You should read the FAQ at the bottom of the page; I think it answers all of you...

viccuad · on June 29, 2021

> You should read the FAQ at the bottom of the page; I think it answers all of your questions: https://copilot.github.com/#faqs

Read it all, and the questions still stand. Could you, or any on your team, point me on where the questions are answered?

In particular, the FAQ doesn't assure that the "training set from publicly available data" doesn't contain license or patent violations, nor if that code is considered tainted for a particular use.

res0nat0r · on June 29, 2021

From the faq:

> GitHub Copilot is a code synthesizer, not a search engine: the vast majority of the code that it suggests is uniquely generated and has never been seen before. We found that about 0.1% of the time, the suggestion may contain some snippets that are verbatim from the training set.

I'm guessing this covers it. I'm not sure if someone posting their code online, but explicitly saying you're not allowed to look at it, getting ingested into this system with billions of other inputs could somehow make you liable in court for some kind of infringement.

IncRnd · on June 29, 2021

That doesn't cover it, since that is a technical answer for a non-technical question. The same questions remain.

viccuad · on June 29, 2021

that doesn't include patent violations nor license violations or compatibility between licenses. Which would be the most numerous and non-trivial cases.

res0nat0r · on June 29, 2021

How is it possible to determine if you've violated a random patent from somewhere on the internet via a small snippet of customized auto-generated code?

Does everyone in this thread contact their lawyers after cutting and pasting a mergesort example from Stackoverflow that they've modified to fit their needs? Seems folks are reaching a bit.

IncRnd · on June 29, 2021

For that very reason, many companies have policies that forbid copying code from online (especially from StackOverflow).

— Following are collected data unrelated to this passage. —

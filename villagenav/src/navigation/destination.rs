//! Destinations and their lookup.
//!
//! A destination is addressed by block and lot. Two lookups are provided:
//!
//! - [`RestDestinationLookup`] - queries a PostgREST `locations` table whose
//!   rows carry a GeoJSON point in `coordinates`
//! - [`StaticDestinationTable`] - an in-memory table loaded from a JSON file,
//!   for offline use
//!
//! A lookup that finds nothing fails with [`LookupError::NotFound`]; it is
//! never retried automatically.

use std::collections::HashMap;
use std::future::Future;
use std::path::Path;

use serde::{Deserialize, Serialize};
use serde_json::Value;
use thiserror::Error;

use crate::geo::Coordinate;
use crate::http::{AsyncHttpClient, HttpError};

/// Block and lot identifying a destination.
#[derive(Debug, Clone, PartialEq, Eq, Hash, Serialize, Deserialize)]
pub struct DestinationId {
    pub block: String,
    pub lot: String,
}

impl DestinationId {
    /// Create an id. Surrounding whitespace is trimmed.
    pub fn new(block: impl AsRef<str>, lot: impl AsRef<str>) -> Self {
        Self {
            block: block.as_ref().trim().to_string(),
            lot: lot.as_ref().trim().to_string(),
        }
    }
}

impl std::fmt::Display for DestinationId {
    fn fmt(&self, f: &mut std::fmt::Formatter<'_>) -> std::fmt::Result {
        write!(f, "Block {}, Lot {}", self.block, self.lot)
    }
}

/// A selected destination.
#[derive(Debug, Clone, PartialEq, Serialize, Deserialize)]
pub struct Destination {
    pub id: DestinationId,
    pub coordinates: Coordinate,
    #[serde(default, skip_serializing_if = "Option::is_none")]
    pub label: Option<String>,
    /// Backend row the destination was built from, `Null` when none.
    #[serde(default, skip_serializing_if = "Value::is_null")]
    pub metadata: Value,
}

impl Destination {
    pub fn new(id: DestinationId, coordinates: Coordinate) -> Self {
        Self {
            id,
            coordinates,
            label: None,
            metadata: Value::Null,
        }
    }

    pub fn with_label(mut self, label: impl Into<String>) -> Self {
        self.label = Some(label.into());
        self
    }
}

/// Errors from destination lookup.
#[derive(Debug, Error)]
pub enum LookupError {
    /// No destination with this block and lot.
    #[error("{0} not found")]
    NotFound(DestinationId),

    /// The backend could not be reached or returned an error status.
    #[error("Destination lookup failed: {0}")]
    Http(String),

    /// The backend answered with something that is not a destination.
    #[error("Invalid destination data: {0}")]
    InvalidResponse(String),

    /// The destination table file could not be read.
    #[error("Failed to read destination table {path}: {source}")]
    Io {
        path: String,
        #[source]
        source: std::io::Error,
    },
}

impl From<HttpError> for LookupError {
    fn from(e: HttpError) -> Self {
        Self::Http(e.to_string())
    }
}

/// Resolves a block/lot pair to a destination.
pub trait DestinationLookup: Send + Sync {
    fn lookup(
        &self,
        id: &DestinationId,
    ) -> impl Future<Output = Result<Destination, LookupError>> + Send;
}

/// Lookup against a PostgREST `locations` table.
///
/// # URL Pattern
///
/// `GET {base}/rest/v1/locations?block=eq.{block}&lot=eq.{lot}&select=*`
///
/// The key is sent both as `apikey` and as a bearer token.
pub struct RestDestinationLookup<C: AsyncHttpClient> {
    http_client: C,
    base_url: String,
    api_key: String,
}

impl<C: AsyncHttpClient> RestDestinationLookup<C> {
    pub fn new(http_client: C, base_url: impl Into<String>, api_key: impl Into<String>) -> Self {
        Self {
            http_client,
            base_url: base_url.into().trim_end_matches('/').to_string(),
            api_key: api_key.into(),
        }
    }

    fn build_url(&self, id: &DestinationId) -> Result<String, LookupError> {
        let url = reqwest::Url::parse_with_params(
            &format!("{}/rest/v1/locations", self.base_url),
            &[
                ("block", format!("eq.{}", id.block)),
                ("lot", format!("eq.{}", id.lot)),
                ("select", "*".to_string()),
            ],
        )
        .map_err(|e| LookupError::Http(format!("invalid backend URL '{}': {}", self.base_url, e)))?;
        Ok(url.to_string())
    }
}

impl<C: AsyncHttpClient> DestinationLookup for RestDestinationLookup<C> {
    async fn lookup(&self, id: &DestinationId) -> Result<Destination, LookupError> {
        let url = self.build_url(id)?;
        let bearer = format!("Bearer {}", self.api_key);
        let body = self
            .http_client
            .get_with_headers(
                &url,
                &[
                    ("apikey", self.api_key.as_str()),
                    ("Authorization", bearer.as_str()),
                    ("Accept", "application/json"),
                ],
            )
            .await?;

        let destination = parse_rows(id, &body)?;
        tracing::debug!(
            block = %id.block,
            lot = %id.lot,
            coordinates = %destination.coordinates,
            "Destination found"
        );
        Ok(destination)
    }
}

/// Parse a PostgREST response: an array of rows, the first one wins.
fn parse_rows(id: &DestinationId, body: &[u8]) -> Result<Destination, LookupError> {
    let rows: Vec<Value> = serde_json::from_slice(body)
        .map_err(|e| LookupError::InvalidResponse(format!("expected an array of rows: {}", e)))?;

    let row = rows
        .into_iter()
        .next()
        .ok_or_else(|| LookupError::NotFound(id.clone()))?;

    let pair = row
        .get("coordinates")
        .and_then(|c| c.get("coordinates"))
        .and_then(Value::as_array)
        .ok_or_else(|| LookupError::InvalidResponse("row has no point coordinates".to_string()))?;

    let (Some(longitude), Some(latitude)) = (
        pair.first().and_then(Value::as_f64),
        pair.get(1).and_then(Value::as_f64),
    ) else {
        return Err(LookupError::InvalidResponse(format!(
            "malformed point coordinates: {}",
            Value::Array(pair.clone())
        )));
    };

    let coordinates = Coordinate::new(longitude, latitude);
    if !coordinates.is_valid() {
        return Err(LookupError::InvalidResponse(format!(
            "point out of range: {}",
            coordinates
        )));
    }

    let label = ["label", "name"]
        .iter()
        .find_map(|key| row.get(*key).and_then(Value::as_str))
        .map(str::to_string);

    Ok(Destination {
        id: id.clone(),
        coordinates,
        label,
        metadata: row,
    })
}

/// Block or lot written either as a string or as a number.
#[derive(Deserialize)]
#[serde(untagged)]
enum Label {
    Text(String),
    Number(serde_json::Number),
}

impl Label {
    fn into_string(self) -> String {
        match self {
            Self::Text(s) => s,
            Self::Number(n) => n.to_string(),
        }
    }
}

#[derive(Deserialize)]
struct TableEntry {
    block: Label,
    lot: Label,
    longitude: f64,
    latitude: f64,
    #[serde(default)]
    label: Option<String>,
}

/// In-memory destination table.
#[derive(Debug, Clone, Default)]
pub struct StaticDestinationTable {
    entries: HashMap<DestinationId, Destination>,
}

impl StaticDestinationTable {
    pub fn new(destinations: impl IntoIterator<Item = Destination>) -> Self {
        Self {
            entries: destinations
                .into_iter()
                .map(|d| (d.id.clone(), d))
                .collect(),
        }
    }

    /// Parse a JSON array of `{block, lot, longitude, latitude, label?}`.
    pub fn from_json(json: &str) -> Result<Self, LookupError> {
        let entries: Vec<TableEntry> = serde_json::from_str(json).map_err(|e| {
            LookupError::InvalidResponse(format!("invalid destination table: {}", e))
        })?;

        let mut destinations = Vec::with_capacity(entries.len());
        for entry in entries {
            let id = DestinationId::new(entry.block.into_string(), entry.lot.into_string());
            let coordinates = Coordinate::new(entry.longitude, entry.latitude);
            if !coordinates.is_valid() {
                return Err(LookupError::InvalidResponse(format!(
                    "{} has invalid coordinates {}",
                    id, coordinates
                )));
            }
            destinations.push(Destination {
                id,
                coordinates,
                label: entry.label,
                metadata: Value::Null,
            });
        }

        Ok(Self::new(destinations))
    }

    /// Load a table from a JSON file.
    pub fn load(path: &Path) -> Result<Self, LookupError> {
        let json = std::fs::read_to_string(path).map_err(|source| LookupError::Io {
            path: path.display().to_string(),
            source,
        })?;
        Self::from_json(&json)
    }

    pub fn len(&self) -> usize {
        self.entries.len()
    }

    pub fn is_empty(&self) -> bool {
        self.entries.is_empty()
    }

    pub fn get(&self, id: &DestinationId) -> Option<&Destination> {
        self.entries.get(id)
    }
}

impl DestinationLookup for StaticDestinationTable {
    async fn lookup(&self, id: &DestinationId) -> Result<Destination, LookupError> {
        self.get(id)
            .cloned()
            .ok_or_else(|| LookupError::NotFound(id.clone()))
    }
}

/// A destination lookup of any supported kind.
pub enum DestinationSource<C: AsyncHttpClient> {
    Rest(RestDestinationLookup<C>),
    Static(StaticDestinationTable),
}

impl<C: AsyncHttpClient> DestinationLookup for DestinationSource<C> {
    async fn lookup(&self, id: &DestinationId) -> Result<Destination, LookupError> {
        match self {
            Self::Rest(l) => l.lookup(id).await,
            Self::Static(l) => l.lookup(id).await,
        }
    }
}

dlubarov · on June 29, 2021

That mitigates copyright concerns, but patent infringement can occur even if the idea was independently rediscovered.

IncRnd · on June 29, 2021

I was answering a specific question, "How is it possible to determine if you've violated a random patent from somewhere on the internet via a small snippet of customized auto-generated code?" The answer is that many companies have forbidden that specific action in order to remove the risk from that action.

You are expanding the discussion, which is great, but that doesn't apply in answer to that specific question.

There are answers in response to your question, however. For example, many companies use software for scanning and composition analysis that determines the provenance and licensing requirements of software. Then, remediation steps are taken.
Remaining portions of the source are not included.